*** Begin section ***

use eframe::egui;

use crate::divest::{parse_amount, DivestPhase};
use crate::format::format_bits;
use crate::gui::app::{GuiApp, SubmitClick};

pub fn view_withdraw(app: &mut GuiApp, ui: &mut egui::Ui) {
    let theme = app.theme;
    let mirror = app.mirror.borrow().clone();
    let phase = app.withdraw_view.phase();
    let busy = phase != DivestPhase::Idle;
    let below_floor = mirror.user_share() < app.config.min_divest;
    let min_divest = app.config.min_divest;

    ui.add_space(theme.spacing_md);
    ui.heading("Remove from bankroll");
    ui.add_space(theme.spacing_md);

    let mut clicked = None;

    theme.frame_panel().show(ui, |ui| {
        let state = &mut app.withdraw_view;

        if let Some(err) = &state.amount_error {
            ui.colored_label(theme.error, err.to_string());
            ui.add_space(theme.spacing_sm);
        }

        ui.horizontal(|ui| {
            ui.label(egui::RichText::new("Amount:").color(theme.text_secondary));
            let response = ui.add_enabled(
                !busy && !below_floor,
                egui::TextEdit::singleline(&mut state.amount).desired_width(180.0),
            );
            if state.wants_focus {
                response.request_focus();
                state.wants_focus = false;
            }
            if response.changed() && state.touched {
                state.amount_error = parse_amount(&state.amount, min_divest).err();
            }
            ui.label(
                egui::RichText::new("bits (enter * to withdraw everything)")
                    .small()
                    .color(theme.text_secondary),
            );
        });

        if state.advanced {
            ui.horizontal(|ui| {
                ui.label(egui::RichText::new("Offsite:").color(theme.text_secondary));
                ui.add_enabled(
                    !busy,
                    egui::TextEdit::singleline(&mut state.offsite).desired_width(180.0),
                );
                ui.label(
                    egui::RichText::new("bits held off-site")
                        .small()
                        .color(theme.text_secondary),
                );
            });
        } else if ui.link("Show advanced").clicked() {
            state.advanced = true;
        }

        ui.add_space(theme.spacing_md);

        let submit_text = match phase {
            DivestPhase::Idle => "Submit",
            DivestPhase::Submitting => "Submitting...",
            DivestPhase::Blocking => "Please wait for the current game to end",
        };
        if ui
            .add_enabled(!busy && !below_floor, theme.button_primary(submit_text))
            .clicked()
        {
            clicked = Some(SubmitClick::Form);
        }

        if phase == DivestPhase::Blocking {
            ui.add_space(theme.spacing_sm);
            ui.horizontal(|ui| {
                ui.spinner();
                ui.label(
                    egui::RichText::new("The request will be retried when the game ends.")
                        .small()
                        .color(theme.text_secondary),
                );
            });
        }

        if below_floor {
            ui.add_space(theme.spacing_sm);
            ui.label(
                egui::RichText::new(format!(
                    "Your share of the bankroll is below the {} bits minimum.",
                    format_bits(min_divest)
                ))
                .color(theme.warning),
            );
        }
    });

    if !busy {
        ui.add_space(theme.spacing_lg);
        ui.separator();
        ui.add_space(theme.spacing_sm);
        if ui
            .add_enabled(mirror.stake != 0.0, theme.button_warning("Remove all"))
            .clicked()
        {
            clicked = Some(SubmitClick::All);
        }
    }

    if let Some(click) = clicked {
        app.start_divest(click);
    }
}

*** End section ***

◆ REQUIRED ACTION
Determine the number of lines in the entries that contain "state", then write that number alone.

◆ ANSWER
10